Because of what we have achieved with little- to- no resources, the creatives we’ve brought together, and the people who are invested in our journey, we want to level up and start making more ambitious projects with bigger budgets.
Memento Summer is our biggest project yet, and raising £12,000 to do it will be difficult, but we think it is a necessary step in order to continue contributing to the Scottish indie filmmaking community.
Across Scotland and the wider UK, emerging artists are facing shrinking funding opportunities, rising production costs, and an industry culture that increasingly excludes those without financial stability or existing connections. Many young creatives are forced to leave the industry entirely before they are ever given the opportunity to properly enter it.
Which brings us here.
Memento Summer is our attempt to push back against that reality by creating ambitious work while opening doors for emerging filmmakers who might otherwise be excluded from the industry or haven’t yet been given a chance to start.
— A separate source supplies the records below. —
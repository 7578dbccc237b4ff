//! Entry-point shims
//!
//! Before execution the host pre-populates the locals the compiler
//! pre-defined for the entry-point kind. The invocation structs here carry
//! that data and apply it with [`Vm::set_local`]; a pre-defined local the
//! host omits surfaces as `UndefinedVariable` at its first `LoadVar`.

use std::collections::HashMap;

use crate::value::Value;

use super::vm::Vm;

/// Extract path-parameter names from a declared route path
///
/// Parameters are segments of the form `:name`, terminated by `/` or the
/// end of the path.
pub fn extract_path_params(path: &str) -> Vec<String> {
    path.split('/')
        .filter_map(|segment| segment.strip_prefix(':'))
        .filter(|name| !name.is_empty())
        .map(str::to_string)
        .collect()
}

/// Host-side data for one HTTP route invocation
#[derive(Debug, Clone, Default)]
pub struct RouteInvocation {
    /// Values for the path parameters, by name
    pub params: HashMap<String, Value>,
    /// The parsed query string
    pub query: Value,
    /// The request body
    pub input: Value,
    /// Injected names (database handles and the like)
    pub injections: HashMap<String, Value>,
    /// Authenticated principal, when the route declares auth middleware
    pub auth: Option<Value>,
    /// WebSocket context object
    pub ws: Value,
}

impl RouteInvocation {
    /// Apply this invocation's locals to a VM
    pub fn apply(&self, vm: &mut Vm) {
        for (name, value) in &self.params {
            vm.set_local(name, value.clone());
        }
        for (name, value) in &self.injections {
            vm.set_local(name, value.clone());
        }
        vm.set_local("query", self.query.clone());
        vm.set_local("input", self.input.clone());
        vm.set_local("ws", self.ws.clone());
        if let Some(auth) = &self.auth {
            vm.set_local("auth", auth.clone());
        }
    }
}

/// Host-side data for one CLI command invocation
#[derive(Debug, Clone, Default)]
pub struct CommandInvocation {
    /// Parsed argument values, by declared parameter name
    pub args: HashMap<String, Value>,
}

impl CommandInvocation {
    pub fn apply(&self, vm: &mut Vm) {
        for (name, value) in &self.args {
            vm.set_local(name, value.clone());
        }
    }
}

/// Host-side data for one cron-task invocation
#[derive(Debug, Clone, Default)]
pub struct CronInvocation {
    pub injections: HashMap<String, Value>,
}

impl CronInvocation {
    pub fn apply(&self, vm: &mut Vm) {
        for (name, value) in &self.injections {
            vm.set_local(name, value.clone());
        }
    }
}

/// Host-side data for one event-handler invocation
#[derive(Debug, Clone, Default)]
pub struct EventInvocation {
    /// The event object
    pub event: Value,
    /// The event payload
    pub input: Value,
    pub injections: HashMap<String, Value>,
}

impl EventInvocation {
    pub fn apply(&self, vm: &mut Vm) {
        vm.set_local("event", self.event.clone());
        vm.set_local("input", self.input.clone());
        for (name, value) in &self.injections {
            vm.set_local(name, value.clone());
        }
    }
}

/// Host-side data for one queue-worker invocation
#[derive(Debug, Clone, Default)]
pub struct QueueInvocation {
    /// The dequeued message
    pub message: Value,
    /// The message payload
    pub input: Value,
    pub injections: HashMap<String, Value>,
}

impl QueueInvocation {
    pub fn apply(&self, vm: &mut Vm) {
        vm.set_local("message", self.message.clone());
        vm.set_local("input", self.input.clone());
        for (name, value) in &self.injections {
            vm.set_local(name, value.clone());
        }
    }
}

/// Host-side data for one WebSocket event invocation
#[derive(Debug, Clone, Default)]
pub struct WebSocketInvocation {
    /// Connection context object
    pub ws: Value,
    /// The incoming frame (message handlers) or connection payload
    pub input: Value,
    /// Client identifier
    pub client: Value,
    /// Values for the route's path parameters
    pub params: HashMap<String, Value>,
    pub injections: HashMap<String, Value>,
}

impl WebSocketInvocation {
    pub fn apply(&self, vm: &mut Vm) {
        vm.set_local("ws", self.ws.clone());
        vm.set_local("input", self.input.clone());
        vm.set_local("client", self.client.clone());
        for (name, value) in &self.params {
            vm.set_local(name, value.clone());
        }
        for (name, value) in &self.injections {
            vm.set_local(name, value.clone());
        }
    }
}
WHAT YOUR DONATION WILL PAY FOR
For us to bring Memento Summer to life, we’re estimating that the project will cost approximately £12,000 at a baseline level. We have already raised £1,000, but decided that a Crowdfunder was necessary to properly support the time and effort put into the films. For example, enabling us to pay our cast and crew higher wages, ensuring access to better resources and equipment and also giving us reassurance by having a bigger contingency pot.
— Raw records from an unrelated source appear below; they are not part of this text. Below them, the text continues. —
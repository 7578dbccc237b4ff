//! Compilation of `match` expressions
//!
//! A match lowers to a chain of pattern tests. The scrutinee is stored once
//! in a synthetic local; each arm emits its checks, each check jumping to
//! the next arm on mismatch. Bindings a pattern introduces land in the
//! enclosing scope, so they are visible to both the guard and the body.
//! After the last arm a `push null` guarantees the match always yields a
//! value.

use smallvec::SmallVec;

use crate::ast::{FieldPattern, MatchArm, Pattern};
use crate::value::Value;

use super::compiler::{CompileResult, Compiler};
use super::opcodes::Opcode;
use super::program::JumpLabel;

/// Mismatch placeholders produced while testing one arm
type MismatchJumps = SmallVec<[JumpLabel; 4]>;

/// Compile `match scrutinee { arms }`, leaving the selected body's value
/// (or null) on the stack
pub(crate) fn compile_match(
    c: &mut Compiler,
    scrutinee: &crate::ast::Expr,
    arms: &[MatchArm],
) -> CompileResult<()> {
    c.compile_expr(scrutinee)?;
    let scrutinee_slot = c.define_synthetic("match");

    let mut end_jumps: SmallVec<[JumpLabel; 8]> = SmallVec::new();
    for arm in arms {
        let mut mismatches: MismatchJumps = SmallVec::new();
        compile_pattern(c, scrutinee_slot, &arm.pattern, &mut mismatches)?;

        if let Some(guard) = &arm.guard {
            c.compile_expr(guard)?;
            mismatches.push(c.builder.emit_jump(Opcode::JumpIfFalse));
        }

        c.compile_expr(&arm.body)?;
        end_jumps.push(c.builder.emit_jump(Opcode::Jump));

        // Mismatches fall through to the next arm (or the default null)
        for label in mismatches {
            c.builder.patch_jump(label);
        }
    }

    c.builder.emit_constant(Value::Null);
    for label in end_jumps {
        c.builder.patch_jump(label);
    }
    Ok(())
}

/// Emit the test-and-bind sequence for one pattern against the value stored
/// in `slot`
fn compile_pattern(
    c: &mut Compiler,
    slot: u32,
    pattern: &Pattern,
    mismatches: &mut MismatchJumps,
) -> CompileResult<()> {
    match pattern {
        Pattern::Literal(lit) => {
            c.builder.emit_with(Opcode::LoadVar, slot);
            c.builder.emit_constant(lit.to_value());
            c.builder.emit(Opcode::Eq);
            mismatches.push(c.builder.emit_jump(Opcode::JumpIfFalse));
            Ok(())
        }
        Pattern::Variable(name) => {
            c.builder.emit_with(Opcode::LoadVar, slot);
            let binding = c.define_local(name);
            c.builder.emit_with(Opcode::StoreVar, binding);
            Ok(())
        }
        Pattern::Wildcard => Ok(()),
        Pattern::Object(fields) => {
            for FieldPattern { key, pattern } in fields {
                c.builder.emit_with(Opcode::LoadVar, slot);
                c.builder.emit_constant(Value::string(key));
                c.builder.emit(Opcode::GetField);
                match pattern {
                    Some(subpattern) => {
                        let temp = c.define_synthetic("field");
                        compile_pattern(c, temp, subpattern, mismatches)?;
                    }
                    // Bare key binds the field value under the key's name
                    None => {
                        let binding = c.define_local(key);
                        c.builder.emit_with(Opcode::StoreVar, binding);
                    }
                }
            }
            Ok(())
        }
        Pattern::Array { elements, rest } => {
            for (i, subpattern) in elements.iter().enumerate() {
                c.builder.emit_with(Opcode::LoadVar, slot);
                c.builder.emit_constant(Value::Int(i as i64));
                c.builder.emit(Opcode::GetIndex);
                let temp = c.define_synthetic("elem");
                compile_pattern(c, temp, subpattern, mismatches)?;
            }
            if let Some(rest_name) = rest {
                c.builder.emit_with(Opcode::LoadVar, slot);
                let binding = c.define_local(rest_name);
                c.builder.emit_with(Opcode::StoreVar, binding);
            }
            Ok(())
        }
    }
}

#[cfg(test)]
mod tests {
    use crate::ast::{BinaryOp, Expr, FieldPattern, Literal, MatchArm, Pattern, Route, Stmt};
    use crate::bytecode::optimizer::OptLevel;
    use crate::bytecode::compiler::Compiler;
    use crate::bytecode::vm::Vm;
    use crate::value::Value;

    fn eval_match(scrutinee: Value, arms: Vec<MatchArm>) -> Value {
        let route = Route {
            method: "GET".to_string(),
            path: "/m".to_string(),
            injections: vec!["subject".to_string()],
            auth: None,
            body: vec![Stmt::Return(Expr::Match {
                scrutinee: Box::new(Expr::Variable("subject".to_string())),
                arms,
            })],
        };
        let mut compiler = Compiler::with_optimization(OptLevel::None);
        let program = compiler.compile_route(&route).expect("match compiles");
        let mut vm = Vm::new(program);
        vm.set_local("subject", scrutinee);
        vm.execute().expect("match executes")
    }

    fn lit_arm(lit: Literal, body: Expr) -> MatchArm {
        MatchArm {
            pattern: Pattern::Literal(lit),
            guard: None,
            body,
        }
    }

    #[test]
    fn test_first_matching_arm_wins() {
        let result = eval_match(
            Value::Int(2),
            vec![
                lit_arm(Literal::Int(1), Expr::Literal(Literal::String("one".into()))),
                lit_arm(Literal::Int(2), Expr::Literal(Literal::String("two".into()))),
                MatchArm {
                    pattern: Pattern::Wildcard,
                    guard: None,
                    body: Expr::Literal(Literal::String("other".into())),
                },
            ],
        );
        assert_eq!(result, Value::string("two"));
    }

    #[test]
    fn test_guard_failure_falls_to_next_arm() {
        let arms = vec![
            MatchArm {
                pattern: Pattern::Variable("n".to_string()),
                guard: Some(Expr::Binary {
                    op: BinaryOp::Gt,
                    lhs: Box::new(Expr::Variable("n".to_string())),
                    rhs: Box::new(Expr::Literal(Literal::Int(10))),
                }),
                body: Expr::Literal(Literal::String("big".into())),
            },
            MatchArm {
                pattern: Pattern::Variable("n".to_string()),
                guard: None,
                // Pattern bindings are visible to the body
                body: Expr::Variable("n".to_string()),
            },
        ];
        assert_eq!(eval_match(Value::Int(3), arms.clone()), Value::Int(3));
        assert_eq!(eval_match(Value::Int(30), arms), Value::string("big"));
    }

    #[test]
    fn test_nested_object_in_array_pattern() {
        // [{id: 7}, second] against [{id: 7}, "x"]
        let arms = vec![
            MatchArm {
                pattern: Pattern::Array {
                    elements: vec![
                        Pattern::Object(vec![FieldPattern {
                            key: "id".to_string(),
                            pattern: Some(Pattern::Literal(Literal::Int(7))),
                        }]),
                        Pattern::Variable("second".to_string()),
                    ],
                    rest: None,
                },
                guard: None,
                body: Expr::Variable("second".to_string()),
            },
            MatchArm {
                pattern: Pattern::Wildcard,
                guard: None,
                body: Expr::Literal(Literal::Null),
            },
        ];

        let matching = Value::array([
            Value::object([("id".to_string(), Value::Int(7))]),
            Value::string("x"),
        ]);
        assert_eq!(eval_match(matching, arms.clone()), Value::string("x"));

        let wrong_id = Value::array([
            Value::object([("id".to_string(), Value::Int(8))]),
            Value::string("x"),
        ]);
        assert_eq!(eval_match(wrong_id, arms), Value::Null);
    }

    #[test]
    fn test_rest_binds_whole_scrutinee() {
        let arms = vec![MatchArm {
            pattern: Pattern::Array {
                elements: vec![Pattern::Wildcard],
                rest: Some("tail".to_string()),
            },
            guard: None,
            body: Expr::Variable("tail".to_string()),
        }];
        let xs = Value::array([Value::Int(1), Value::Int(2)]);
        assert_eq!(eval_match(xs.clone(), arms), xs);
    }

    #[test]
    fn test_null_literal_pattern() {
        let arms = vec![
            lit_arm(Literal::Null, Expr::Literal(Literal::String("nothing".into()))),
            MatchArm {
                pattern: Pattern::Wildcard,
                guard: None,
                body: Expr::Literal(Literal::String("something".into())),
            },
        ];
        assert_eq!(eval_match(Value::Null, arms.clone()), Value::string("nothing"));
        assert_eq!(eval_match(Value::Int(0), arms), Value::string("something"));
    }
}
The money raised through this crowdfunder will also support the wider community events programme surrounding Memento Summer.
For now, here’s how the budget is broken down:

Film production is expensive, even at an emerging level, and the majority of our budget will go directly toward production costs. This covers everything required to physically make the films happen: paying crew and cast fairly, camera and lighting equipment, production design, costumes, locations, transport, catering, and insurance.
A significant portion of the budget will also go toward post-production. This includes editing, sound design, colour grading, VFX, score composition - anything really needed for us to complete the films.
The sections that will cost the least will be our pre-production and distribution stages. Pre-production is the logistics and paperwork focussed phase, where we’ll need to secure our locations, any filming permits and insurance policies, which all require fees to be paid. Distribution will be funnelled into the development of our EPK (Electronic Press Kit), print marketing, community events, and lastly, our submission costs to UK and international film festivals.
MEET THE TEAM

Noor Kabbani is a Mancunian filmmaker and writer, originally from Lebanon and Syria. She co-founded Memento Pictures in 2023 with Ella and has since wrote and directed three films and produced around ten, one of which, Beyond The Bomb, has been selected for numerous BAFTA and BIFA- qualifying film festivals this year.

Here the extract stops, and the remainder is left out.